McDonald defines diversity as the various mix and combinations of human differences and inclusion as the optimization of those differences. Recruiting people who make your campus more diverse without putting supportive systems in place to make them successful is like building only one half of a bridge.

The first thing McDonald is working on is a diversity strategic plan, an analysis of the systems in place now for faculty recruitment and retention, student recruitment and student success, staff development, and even alumni engagement and to develop metrics to measure progress in those areas.

It’s a collaborative approach that uses data as a guide.

“We need to look at what the data are telling us and look at it disaggregated, to see what story is coming from that, and do something with it,” McDonald says.

It’s the approach he used at RIT to build the program he looks on as his greatest moment of success — so far.

Closing gaps

McDonald was serving on a student success steering committee at RIT. The school was trying to figure out how to address the poorer performance of male students compared to their female peers. Not too long into the work, McDonald realized the committee was overlooking one group on campus. The university wasn’t thinking about how to help men of color, who were enrolling at lower rates, earning poorer grades and graduating at lower rates than their peers.

McDonald did some research and got approval to launch Men of Color, Honor and Ambition (MOCHA).

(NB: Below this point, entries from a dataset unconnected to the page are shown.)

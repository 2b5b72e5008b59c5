pub mod json;
pub mod try_err;
use super::super::version::VERSION;
use super::UnitTestContext;
use crate::error::MovigoError;

pub async fn test(ctx: &UnitTestContext) -> Result<(), MovigoError> {
    let (status, res) = ctx.get_json("/version").await?;
    assert_eq!(status, 200);
    assert_eq!(res, json::object! {"version": VERSION.to_vec()});
    let (_, res) = ctx.get_json("/api/version").await?;
    assert_eq!(res, json::object! {"version": VERSION.to_vec()});
    Ok(())
}
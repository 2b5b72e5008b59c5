pub mod context;
/// CORS Handle
pub mod cors;
/// Media lookup
pub mod media;
/// Predefined includes
pub mod preclude;
pub mod result;
/// Routes
pub mod route;
/// Services
pub mod service;
/// Traits
pub mod traits;
#[cfg(test)]
mod unittest;
/// Version
pub mod version;
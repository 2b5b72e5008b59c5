use super::{MediaDetails, MediaRequest, TmdbError};
use crate::error::MovigoError;
use json::JsonValue;
use reqwest::{Client, Response};
use std::time::Duration;
use url::Url;

/// Default TMDB API v3 endpoint
pub const TMDB_BASE: &str = "https://api.themoviedb.org/3/";

/// A client for TMDB API v3
pub struct TmdbClient {
    client: Client,
    /// API base, always ends with `/`
    base: Url,
    /// API v3 auth key
    api_key: String,
    language: String,
}

impl TmdbClient {
    /// * `api_key` - API v3 auth key
    /// * `base` - API base url, e.g. [TMDB_BASE]
    /// * `language` - Passed to TMDB as `language`, e.g. `en-US`
    /// * `timeout` - Timeout of the whole request
    pub fn new<K: AsRef<str> + ?Sized, B: AsRef<str> + ?Sized, L: AsRef<str> + ?Sized>(
        api_key: &K,
        base: &B,
        language: &L,
        timeout: Option<Duration>,
    ) -> Result<Self, MovigoError> {
        let mut base = base.as_ref().to_owned();
        if !base.ends_with('/') {
            base.push('/');
        }
        let base = Url::parse(&base)?;
        let mut builder = Client::builder();
        if let Some(timeout) = timeout {
            builder = builder.timeout(timeout);
        }
        Ok(Self {
            client: builder.build()?,
            base,
            api_key: api_key.as_ref().to_owned(),
            language: language.as_ref().to_owned(),
        })
    }

    /// The url to fetch details of `req`. Contains the API key.
    pub fn details_url(&self, req: &MediaRequest) -> Result<Url, url::ParseError> {
        let mut url = self.base.join(&req.path())?;
        url.query_pairs_mut()
            .append_pair("api_key", &self.api_key)
            .append_pair("language", &self.language);
        Ok(url)
    }

    /// Fetch details of a movie, tv show or person.
    ///
    /// Errors never carry the request url, as it contains the API key.
    pub async fn get_details(&self, req: &MediaRequest) -> Result<MediaDetails, MovigoError> {
        let url = self.details_url(req)?;
        log::debug!(target: "tmdb", "Fetching {}{}", self.base, req.path());
        let res = self
            .client
            .get(url.as_str())
            .send()
            .await
            .map_err(|e| e.without_url())?;
        let data = handle_error(res).await?;
        Ok(MediaDetails::new(req.content_type, data))
    }
}

pub async fn handle_error(res: Response) -> Result<JsonValue, MovigoError> {
    let status = res.status();
    let text = res.text().await.map_err(|e| e.without_url())?;
    match json::parse(&text) {
        Ok(obj) => {
            if status.is_success() {
                Ok(obj)
            } else {
                Err(MovigoError::from(TmdbError::from_response(
                    status.as_u16(),
                    &obj,
                )))
            }
        }
        Err(e) => {
            if status.is_success() {
                Err(MovigoError::from(e))
            } else {
                Err(MovigoError::from(TmdbError::HTTP {
                    status: status.as_u16(),
                }))
            }
        }
    }
}
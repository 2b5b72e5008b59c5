#[macro_use]
extern crate async_trait;
extern crate derive_more;
extern crate json;
#[macro_use]
extern crate lazy_static;
extern crate regex;
extern crate reqwest;
extern crate tokio;

/// Token storage
mod db;
mod error;
/// Used to extend some thirdparty library
mod ext;
mod log_cfg;
mod opthelper;
mod opts;
mod server;
mod settings;
mod settings_list;
/// TMDB API v3 client
mod tmdb;

use db::{open_and_init_database, Token};
use log::LevelFilter;
use opthelper::OptHelper;
use opts::{Command, CommandOpts, ConfigCommand};
use server::context::ServerContext;
use server::service::start_server;
use settings::SettingStore;
use std::sync::Arc;
use tmdb::TmdbClient;

/// The environment variable which holds TMDB API v3 auth key
pub const TMDB_API_KEY_ENV: &str = "TMDB_API_V3_KEY";

pub struct Main {
    pub cmd: Option<CommandOpts>,
    pub settings: Option<SettingStore>,
}

impl Main {
    pub fn deal_config_cmd(&self, cmd: &CommandOpts, subcmd: ConfigCommand) -> i32 {
        let s = match self.settings.as_ref() {
            Some(s) => s,
            None => return 1,
        };
        match subcmd {
            ConfigCommand::Fix => match cmd.config() {
                Some(conf) => match s.save(&conf) {
                    Ok(_) => 0,
                    Err(e) => {
                        log::error!("Failed to save config file {}: {}", conf, e);
                        1
                    }
                },
                None => 0,
            },
            ConfigCommand::Help => {
                println!("All available settings:");
                s.basic.print_help();
                0
            }
        }
    }

    pub async fn deal_server_cmd(&self, cmd: &CommandOpts) -> i32 {
        let settings = match self.settings.as_ref() {
            Some(s) => s,
            None => return 1,
        };
        let helper = OptHelper::new(cmd, settings);
        let api_key = match std::env::var(TMDB_API_KEY_ENV) {
            Ok(key) if !key.is_empty() => key,
            _ => {
                log::error!("Environment variable {} is not set.", TMDB_API_KEY_ENV);
                return 1;
            }
        };
        let db = match open_and_init_database(&helper.db()).await {
            Ok(db) => Arc::new(db),
            Err(e) => {
                log::error!("Failed to open database: {}", e);
                return 1;
            }
        };
        let token = match Token::generate() {
            Ok(token) => token,
            Err(e) => {
                log::error!("Failed to generate token: {}", e);
                return 1;
            }
        };
        if let Err(e) = db.add_token(&token).await {
            log::error!("Failed to save token: {}", e);
            return 1;
        }
        log::info!("Issued a bootstrap token at {}.", token.created_at);
        let tmdb = match TmdbClient::new(
            &api_key,
            &helper.tmdb_base(),
            &helper.language(),
            helper.client_timeout(),
        ) {
            Ok(tmdb) => tmdb,
            Err(e) => {
                log::error!("Failed to create TMDB client: {}", e);
                return 1;
            }
        };
        let ctx = Arc::new(ServerContext::new(helper.cors(), tmdb));
        let addr = helper.server();
        let server = match start_server(&addr, ctx) {
            Ok(server) => server,
            Err(e) => {
                log::error!("Failed to start server: {}", e);
                return 1;
            }
        };
        log::info!("Listening on http://{}", server.local_addr());
        let server = server.with_graceful_shutdown(async {
            if let Err(e) = tokio::signal::ctrl_c().await {
                log::error!("Failed to listen for Ctrl-C: {}", e);
            }
        });
        let re = match server.await {
            Ok(_) => 0,
            Err(e) => {
                log::error!("Server error: {}", e);
                1
            }
        };
        log::info!("Server stopped.");
        drop(db);
        re
    }

    pub fn new() -> Self {
        Self {
            cmd: None,
            settings: None,
        }
    }

    pub async fn run(&mut self) -> i32 {
        if let Err(e) = log_cfg::init_default() {
            eprintln!("Failed to initialize logging: {}", e);
            return 1;
        }
        self.cmd = opts::parse_cmd();
        let cmd = match self.cmd.clone() {
            Some(cmd) => cmd,
            None => return 1,
        };
        if cmd.cmd == Command::None {
            return 0;
        }
        let mut settings = SettingStore::default();
        if let Some(conf) = cmd.config() {
            let fix_invalid = cmd.config_cmd == Some(ConfigCommand::Fix);
            if let Err(e) = settings.read(&conf, fix_invalid) {
                log::error!("Can not read config file {}: {}", conf, e);
                return 1;
            }
        }
        self.settings = Some(settings);
        match cmd.cmd {
            Command::Config => match cmd.config_cmd {
                Some(subcmd) => self.deal_config_cmd(&cmd, subcmd),
                None => 1,
            },
            Command::Server => {
                if let Some(settings) = self.settings.as_ref() {
                    let helper = OptHelper::new(&cmd, settings);
                    let level = if helper.verbose() {
                        LevelFilter::Debug
                    } else {
                        LevelFilter::Info
                    };
                    let log_file = helper.log_file();
                    if let Err(e) = log_cfg::init_with_level(level, log_file.as_deref()) {
                        log::error!("Failed to initialize logging: {}", e);
                        return 1;
                    }
                }
                self.deal_server_cmd(&cmd).await
            }
            Command::None => 0,
        }
    }
}

#[tokio::main]
async fn main() {
    let mut m = Main::new();
    std::process::exit(m.run().await);
}
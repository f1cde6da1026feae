//! Health evaluation over the transition history and the state snapshot.

use crate::history::TransitionHistory;
use chrono::{DateTime, Duration, Utc};
use serde::{Deserialize, Serialize};
use switchyard_mode::ValidationOutcome;

/// Result of one health check.
#[derive(Debug, Clone, PartialEq, Eq, Serialize, Deserialize)]
pub struct HealthReport {
    pub timestamp: DateTime<Utc>,
    pub is_healthy: bool,
    /// Human-readable findings, blocking and advisory alike.
    pub issues: Vec<String>,
}

/// Thresholds for [`evaluate`].
#[derive(Debug, Clone, Copy, PartialEq)]
pub struct HealthPolicy {
    /// Trailing window in which failures are counted.
    pub failure_window: Duration,
    /// More failures than this inside the window is unhealthy.
    pub failure_threshold: usize,
    /// History fill ratio that raises an advisory.
    pub near_capacity_ratio: f64,
}

impl Default for HealthPolicy {
    fn default() -> Self {
        Self {
            failure_window: Duration::minutes(5),
            failure_threshold: 3,
            near_capacity_ratio: 0.9,
        }
    }
}

/// Evaluate health at `now`.
///
/// Only the failure count decides `is_healthy`; the findings of the
/// consistency audit and the history fill level are reported as advisories.
pub fn evaluate(
    history: &TransitionHistory,
    consistency: &ValidationOutcome,
    policy: &HealthPolicy,
    now: DateTime<Utc>,
) -> HealthReport {
    let mut issues = Vec::new();
    let mut is_healthy = true;

    let failures = history.failures_since(now - policy.failure_window);
    if failures > policy.failure_threshold {
        is_healthy = false;
        issues.push(format!(
            "{} failed transitions in the last {} minutes (threshold {})",
            failures,
            policy.failure_window.num_minutes(),
            policy.failure_threshold
        ));
    }

    for issue in &consistency.issues {
        issues.push(format!("advisory: {issue}"));
    }

    let fill = history.len() as f64 / history.capacity() as f64;
    if fill >= policy.near_capacity_ratio {
        issues.push(format!(
            "advisory: transition history near capacity ({}/{})",
            history.len(),
            history.capacity()
        ));
    }

    HealthReport {
        timestamp: now,
        is_healthy,
        issues,
    }
}

#[cfg(test)]
mod tests {
    use super::*;
    use crate::history::TransitionEvent;
    use switchyard_mode::{validate_system_state, Mode, SystemSnapshot};

    fn failure_at(at: DateTime<Utc>) -> TransitionEvent {
        TransitionEvent {
            timestamp: at,
            from: Mode::Native,
            to: Mode::ConvertedOutput,
            success: false,
            error: Some("execute phase failed: driver missing".into()),
            caller_id: "test".into(),
        }
    }

    fn history_with_failures(count: usize, now: DateTime<Utc>) -> TransitionHistory {
        let mut history = TransitionHistory::default();
        for n in 0..count {
            history.push(failure_at(now - Duration::seconds(10 * n as i64)));
        }
        history
    }

    #[test]
    fn test_four_recent_failures_unhealthy() {
        let now = Utc::now();
        let report = evaluate(
            &history_with_failures(4, now),
            &ValidationOutcome::default(),
            &HealthPolicy::default(),
            now,
        );

        assert!(!report.is_healthy);
        assert!(report.issues[0].starts_with("4 failed transitions"));
    }

    #[test]
    fn test_three_recent_failures_healthy() {
        let now = Utc::now();
        let report = evaluate(
            &history_with_failures(3, now),
            &ValidationOutcome::default(),
            &HealthPolicy::default(),
            now,
        );

        assert!(report.is_healthy);
        assert!(report.issues.is_empty());
    }

    #[test]
    fn test_old_failures_fall_out_of_window() {
        let now = Utc::now();
        let mut history = TransitionHistory::default();
        for n in 0..5 {
            history.push(failure_at(now - Duration::minutes(6) - Duration::seconds(n)));
        }

        let report = evaluate(
            &history,
            &ValidationOutcome::default(),
            &HealthPolicy::default(),
            now,
        );
        assert!(report.is_healthy);
    }

    #[test]
    fn test_consistency_findings_are_advisory() {
        let snapshot = SystemSnapshot::new()
            .with_current_mode(Mode::HardwarePassthrough)
            .with_suppression(true);

        let report = evaluate(
            &TransitionHistory::default(),
            &validate_system_state(&snapshot),
            &HealthPolicy::default(),
            Utc::now(),
        );

        assert!(report.is_healthy);
        assert_eq!(report.issues.len(), 1);
        assert!(report.issues[0].starts_with("advisory:"));
    }

    #[test]
    fn test_near_capacity_is_advisory() {
        let now = Utc::now();
        let mut history = TransitionHistory::with_capacity(10);
        for n in 0..9 {
            history.push(TransitionEvent {
                success: true,
                error: None,
                ..failure_at(now - Duration::minutes(10 + n))
            });
        }

        let report = evaluate(
            &history,
            &ValidationOutcome::default(),
            &HealthPolicy::default(),
            now,
        );
        assert!(report.is_healthy);
        assert!(report.issues.iter().any(|i| i.contains("near capacity (9/10)")));
    }
}
//! Single-slot mutual exclusion for transitions.

use crate::error::AcquireError;
use std::time::{Duration, Instant};
use tokio::sync::{Semaphore, SemaphorePermit, TryAcquireError};

/// Allows at most one transition in flight.
///
/// Waiters queue fairly. After [`close`](Self::close) every acquire fails
/// immediately, including those already waiting.
#[derive(Debug)]
pub struct ConcurrencyGuard {
    slot: Semaphore,
}

impl Default for ConcurrencyGuard {
    fn default() -> Self {
        Self {
            slot: Semaphore::new(1),
        }
    }
}

/// Proof that the holder owns the transition slot. Dropping it releases
/// the slot.
#[derive(Debug)]
pub struct TransitionPermit<'a> {
    _permit: SemaphorePermit<'a>,
    acquired_at: Instant,
}

impl TransitionPermit<'_> {
    pub fn held_for(&self) -> Duration {
        self.acquired_at.elapsed()
    }
}

impl Drop for TransitionPermit<'_> {
    fn drop(&mut self) {
        tracing::trace!(
            held_ms = self.acquired_at.elapsed().as_millis() as u64,
            "Transition slot released"
        );
    }
}

impl ConcurrencyGuard {
    pub fn new() -> Self {
        Self::default()
    }

    /// Wait up to `timeout` for the slot; `None` on timeout or after close.
    pub async fn acquire(&self, timeout: Duration) -> Option<TransitionPermit<'_>> {
        self.acquire_detailed(timeout).await.ok()
    }

    pub async fn acquire_detailed(
        &self,
        timeout: Duration,
    ) -> Result<TransitionPermit<'_>, AcquireError> {
        let started = Instant::now();
        match tokio::time::timeout(timeout, self.slot.acquire()).await {
            Ok(Ok(permit)) => Ok(Self::wrap(permit)),
            Ok(Err(_)) => Err(AcquireError::Closed),
            Err(_) => Err(AcquireError::TimedOut {
                waited_ms: started.elapsed().as_millis() as u64,
            }),
        }
    }

    /// Take the slot only if it is free right now.
    pub fn try_acquire(&self) -> Result<TransitionPermit<'_>, AcquireError> {
        match self.slot.try_acquire() {
            Ok(permit) => Ok(Self::wrap(permit)),
            Err(TryAcquireError::Closed) => Err(AcquireError::Closed),
            Err(TryAcquireError::NoPermits) => Err(AcquireError::TimedOut { waited_ms: 0 }),
        }
    }

    pub fn is_held(&self) -> bool {
        !self.slot.is_closed() && self.slot.available_permits() == 0
    }

    /// Fail every current and future acquire. Idempotent.
    pub fn close(&self) {
        self.slot.close();
    }

    pub fn is_closed(&self) -> bool {
        self.slot.is_closed()
    }

    fn wrap(permit: SemaphorePermit<'_>) -> TransitionPermit<'_> {
        TransitionPermit {
            _permit: permit,
            acquired_at: Instant::now(),
        }
    }
}
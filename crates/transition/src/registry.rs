//! Mode handler registry.
//!
//! The orchestrator only asks a registry to apply a mode and reads back
//! which mode is applied. What a mode does to input lives in the handlers.

use crate::error::HandlerError;
use async_trait::async_trait;
use std::collections::HashMap;
use std::sync::{Arc, RwLock};
use switchyard_mode::Mode;
use tokio::sync::watch;

/// Activates the side effects of the requested mode.
#[async_trait]
pub trait ModeHandlerRegistry: Send + Sync {
    /// Called before `apply`; a failure aborts the transition untouched.
    async fn prepare(&self, _from: Mode, _to: Mode) -> Result<(), HandlerError> {
        Ok(())
    }

    /// Make `mode` the applied mode.
    async fn apply(&self, mode: Mode) -> Result<(), HandlerError>;

    /// The mode the handlers currently have applied.
    fn current_applied_mode(&self) -> Mode;

    /// Stream of applied-mode changes, if the registry publishes one.
    fn mode_changes(&self) -> Option<watch::Receiver<Mode>> {
        None
    }
}

pub type ModeHandlerRegistryRef = Arc<dyn ModeHandlerRegistry>;

/// Side effects of a single mode.
#[async_trait]
pub trait ModeHandler: Send + Sync {
    async fn activate(&self) -> Result<(), HandlerError>;

    async fn deactivate(&self) -> Result<(), HandlerError> {
        Ok(())
    }
}

pub type ModeHandlerRef = Arc<dyn ModeHandler>;

/// Registry built from one handler per mode.
///
/// Applying a mode deactivates the handler of the applied mode and then
/// activates the target's. The applied mode only changes when activation
/// succeeds, and every change is published on a watch channel.
pub struct HandlerSet {
    handlers: RwLock<HashMap<Mode, ModeHandlerRef>>,
    applied: watch::Sender<Mode>,
}

impl HandlerSet {
    /// `initial` is reported as applied until the first successful `apply`.
    pub fn new(initial: Mode) -> Self {
        let (applied, _) = watch::channel(initial);
        Self {
            handlers: RwLock::new(HashMap::new()),
            applied,
        }
    }

    /// Register (or replace) the handler for `mode`.
    pub fn register(&self, mode: Mode, handler: ModeHandlerRef) {
        let replaced = self
            .handlers
            .write()
            .expect("handler map lock poisoned")
            .insert(mode, handler)
            .is_some();
        tracing::debug!(mode = %mode, replaced, "Registered mode handler");
    }

    pub fn is_registered(&self, mode: Mode) -> bool {
        self.handlers
            .read()
            .expect("handler map lock poisoned")
            .contains_key(&mode)
    }

    fn handler(&self, mode: Mode) -> Option<ModeHandlerRef> {
        self.handlers
            .read()
            .expect("handler map lock poisoned")
            .get(&mode)
            .cloned()
    }
}

#[async_trait]
impl ModeHandlerRegistry for HandlerSet {
    async fn prepare(&self, _from: Mode, to: Mode) -> Result<(), HandlerError> {
        if self.is_registered(to) {
            Ok(())
        } else {
            Err(HandlerError::NotRegistered(to))
        }
    }

    async fn apply(&self, mode: Mode) -> Result<(), HandlerError> {
        let target = self.handler(mode).ok_or(HandlerError::NotRegistered(mode))?;

        let current = self.current_applied_mode();
        if let Some(previous) = self.handler(current) {
            previous.deactivate().await?;
        }
        target.activate().await?;

        self.applied.send_replace(mode);
        tracing::debug!(from = %current, to = %mode, "Mode handlers applied");
        Ok(())
    }

    fn current_applied_mode(&self) -> Mode {
        *self.applied.borrow()
    }

    fn mode_changes(&self) -> Option<watch::Receiver<Mode>> {
        Some(self.applied.subscribe())
    }
}
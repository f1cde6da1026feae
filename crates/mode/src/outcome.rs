//! Transition outcome records.

use crate::mode::Mode;
use crate::validator::ValidationOutcome;
use chrono::{DateTime, Utc};
use serde::{Deserialize, Serialize};

/// Phases of the transition protocol, in execution order.
#[derive(Debug, Clone, Copy, PartialEq, Eq, Hash, Serialize, Deserialize)]
#[serde(rename_all = "snake_case")]
pub enum TransitionPhase {
    /// Waiting for the transition slot.
    Acquire,
    PreValidate,
    Prepare,
    Execute,
    PostValidate,
    Finalize,
    Rollback,
}

impl TransitionPhase {
    pub fn as_str(&self) -> &'static str {
        match self {
            TransitionPhase::Acquire => "acquire",
            TransitionPhase::PreValidate => "pre-validate",
            TransitionPhase::Prepare => "prepare",
            TransitionPhase::Execute => "execute",
            TransitionPhase::PostValidate => "post-validate",
            TransitionPhase::Finalize => "finalize",
            TransitionPhase::Rollback => "rollback",
        }
    }
}

impl std::fmt::Display for TransitionPhase {
    fn fmt(&self, f: &mut std::fmt::Formatter<'_>) -> std::fmt::Result {
        f.write_str(self.as_str())
    }
}

/// Why a transition did not commit.
#[derive(Debug, Clone, PartialEq, Eq, Serialize, Deserialize, thiserror::Error)]
#[serde(tag = "kind", rename_all = "snake_case")]
pub enum TransitionFailure {
    #[error("validation failed: {summary}")]
    Validation { summary: String },

    #[error("prepare phase failed: {message}")]
    Prepare { message: String },

    #[error("execute phase failed: {message}")]
    Execute { message: String },

    #[error("post-validation failed: {summary}")]
    PostValidation { summary: String },

    #[error("transition cancelled during {phase}")]
    Cancelled { phase: TransitionPhase },

    #[error("transition timed out during {phase}")]
    TimedOut { phase: TransitionPhase },

    #[error("another transition is in progress (waited {waited_ms}ms)")]
    Busy { waited_ms: u64 },

    #[error("mode controller has been shut down")]
    Disposed,
}

/// Result of one protocol phase.
#[derive(Debug, Clone, PartialEq, Eq, Serialize, Deserialize)]
pub struct PhaseResult {
    pub phase: TransitionPhase,
    pub success: bool,
    pub duration_ms: u64,
    #[serde(default, skip_serializing_if = "Option::is_none")]
    pub message: Option<String>,
}

/// Immutable record of one transition attempt.
#[derive(Debug, Clone, PartialEq, Eq, Serialize, Deserialize)]
pub struct TransitionOutcome {
    pub from: Mode,
    pub to: Mode,
    pub started_at: DateTime<Utc>,
    pub completed_at: DateTime<Utc>,
    pub success: bool,
    #[serde(default, skip_serializing_if = "Option::is_none")]
    pub error_message: Option<String>,
    #[serde(default, skip_serializing_if = "Option::is_none")]
    pub failure: Option<TransitionFailure>,
    pub pre_validation: ValidationOutcome,
    #[serde(default, skip_serializing_if = "Option::is_none")]
    pub post_validation: Option<ValidationOutcome>,
    #[serde(default)]
    pub phase_results: Vec<PhaseResult>,
    /// Whether the previous mode was re-applied after a failure.
    #[serde(default)]
    pub rolled_back: bool,
}

impl TransitionOutcome {
    /// Successful outcome for a request that targeted the current mode.
    pub fn no_op(mode: Mode) -> Self {
        let now = Utc::now();
        Self {
            from: mode,
            to: mode,
            started_at: now,
            completed_at: now,
            success: true,
            error_message: None,
            failure: None,
            pre_validation: ValidationOutcome::default(),
            post_validation: None,
            phase_results: Vec::new(),
            rolled_back: false,
        }
    }

    /// Failed outcome for a request refused before any phase ran.
    pub fn rejected(from: Mode, to: Mode, failure: TransitionFailure) -> Self {
        let now = Utc::now();
        Self {
            from,
            to,
            started_at: now,
            completed_at: now,
            success: false,
            error_message: Some(failure.to_string()),
            failure: Some(failure),
            pre_validation: ValidationOutcome::default(),
            post_validation: None,
            phase_results: Vec::new(),
            rolled_back: false,
        }
    }

    /// True when the outcome committed a different mode.
    pub fn changed_mode(&self) -> bool {
        self.success && self.from != self.to
    }

    pub fn duration_ms(&self) -> i64 {
        (self.completed_at - self.started_at).num_milliseconds()
    }

    pub fn phase(&self, phase: TransitionPhase) -> Option<&PhaseResult> {
        self.phase_results.iter().find(|p| p.phase == phase)
    }
}
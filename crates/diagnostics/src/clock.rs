//! Wall-clock abstraction so time windows can be tested deterministically.

use chrono::{DateTime, Duration, Utc};
use std::sync::{Arc, Mutex};

pub trait Clock: Send + Sync {
    fn now(&self) -> DateTime<Utc>;
}

pub type ClockRef = Arc<dyn Clock>;

#[derive(Debug, Default, Clone, Copy)]
pub struct SystemClock;

impl Clock for SystemClock {
    fn now(&self) -> DateTime<Utc> {
        Utc::now()
    }
}

/// Clock that only moves when told to.
#[derive(Debug)]
pub struct ManualClock {
    now: Mutex<DateTime<Utc>>,
}

impl ManualClock {
    pub fn new(start: DateTime<Utc>) -> Self {
        Self {
            now: Mutex::new(start),
        }
    }

    pub fn advance(&self, by: Duration) {
        let mut now = self.now.lock().expect("clock mutex poisoned");
        *now += by;
    }

    pub fn set(&self, to: DateTime<Utc>) {
        *self.now.lock().expect("clock mutex poisoned") = to;
    }
}

impl Default for ManualClock {
    fn default() -> Self {
        Self::new(Utc::now())
    }
}

impl Clock for ManualClock {
    fn now(&self) -> DateTime<Utc> {
        *self.now.lock().expect("clock mutex poisoned")
    }
}

#[cfg(test)]
mod tests {
    use super::*;

    #[test]
    fn test_manual_clock_advances() {
        let start = Utc::now();
        let clock = ManualClock::new(start);
        clock.advance(Duration::minutes(6));
        assert_eq!(clock.now() - start, Duration::minutes(6));
    }
}
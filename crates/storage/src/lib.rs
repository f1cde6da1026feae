//! Durable storage of the current operating mode.
//!
//! The mode lives in a single plain-text file holding one canonical mode
//! name. Earlier releases wrote other spellings; those are migrated on load.
//! Reads and writes never fail outward: the in-memory mode stays
//! authoritative and persistence problems are logged.

mod path;
mod store;

pub use path::resolve_within_root;
pub use store::{LoadOutcome, LoadSource, MemoryModeStore, ModeStateStore};

use std::path::PathBuf;
use std::sync::Arc;
use switchyard_mode::Mode;

#[derive(Debug, thiserror::Error)]
pub enum StoreError {
    #[error("path {path:?} resolves outside of {root:?}")]
    OutsideRoot { root: PathBuf, path: PathBuf },
    #[error("invalid state file path {0:?}")]
    InvalidPath(PathBuf),
    #[error("io error on {path:?}: {source}")]
    Io {
        path: PathBuf,
        #[source]
        source: std::io::Error,
    },
}

pub type Result<T> = std::result::Result<T, StoreError>;

/// Storage seam for the persisted mode.
pub trait ModeRepository: Send + Sync {
    /// Read the persisted mode, falling back to the default.
    fn load(&self) -> Mode;

    /// Like [`load`](Self::load), also saying where the mode came from.
    fn load_detailed(&self) -> LoadOutcome;

    /// Write `mode`; returns false if it could not be saved durably.
    fn persist(&self, mode: Mode) -> bool;

    /// Mode last read from or written to durable storage.
    fn last_persisted(&self) -> Option<Mode>;
}

pub type ModeRepositoryRef = Arc<dyn ModeRepository>;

The program puts 20 undergraduate men through a yearlong mentorship program that incorporates health and wellness, leadership development and public speaking training through the Dale Carnegie Training program, nonprofit work, and academic support. Each student who completes the program receives a custom-fitted suit, a tie and dress shoes.

“My college experience is really what informed the program. It was everything I wish I’d had and didn’t."

“My college experience is really what informed the program,” McDonald says. "It was everything I wish I’d had and didn’t. I never had a mentor in college and didn't even know about how to go about developing a relationship because I wasn't aware of its importance.”

MOCHA pairs each student with two mentors and incorporates those lessons McDonald struggled to figure out on his own — the importance of health and wellness, academic success, personal finance, business etiquette and personal communication.

The program maximizes the contact between mentors and students. As a mentor, McDonald didn’t give lectures about wellness; he sweated through hot yoga classes with his students and cracked eggs side-by-side with them in cooking classes. “You’re doing it with them,” he says. “You’re not just telling them what to do. So they know you’re really committed, invested.”

The transformations were head turning.

“You hear their trials and triumphs. You hear their fears, from relationship challenges to academic success to views of the world and desire to make it better. You have a hand in shaping how they view the future and their place in it,” McDonald says. “Particularly for a group that in many segments of society is told that they’re less than, or they have lower expectations of what they can do, to go out and want to just conquer the world, and to go on to jobs that are with Vanguard or JP Morgan Chase, or Apple, or Intel, it was great.”

The program picked up corporate sponsors when its graduates went out into the workforce and wowed their bosses. “Their companies would contact me out of the blue: ‘We need to know more about this program because we love this person,’ ” McDonald says.

He still keeps in touch with his students. He helps them make connections in their fields, reviews their résumés, or just catches up with their lives. It’s not the kind of program you can just walk away from.

“You could just see the level of gratitude for the investment you’re making in them,” he says. “Some of these young men, the level of emotion they showed was just tremendous. Tears, hugs — ways society often would tell them they shouldn’t show emotion, and they were like, ‘Forget that; this has been transformative.’ ”

McDonald says he is already making preparations to start a similar program to the UM System.

“I think it’s just in my DNA to want to continue it.”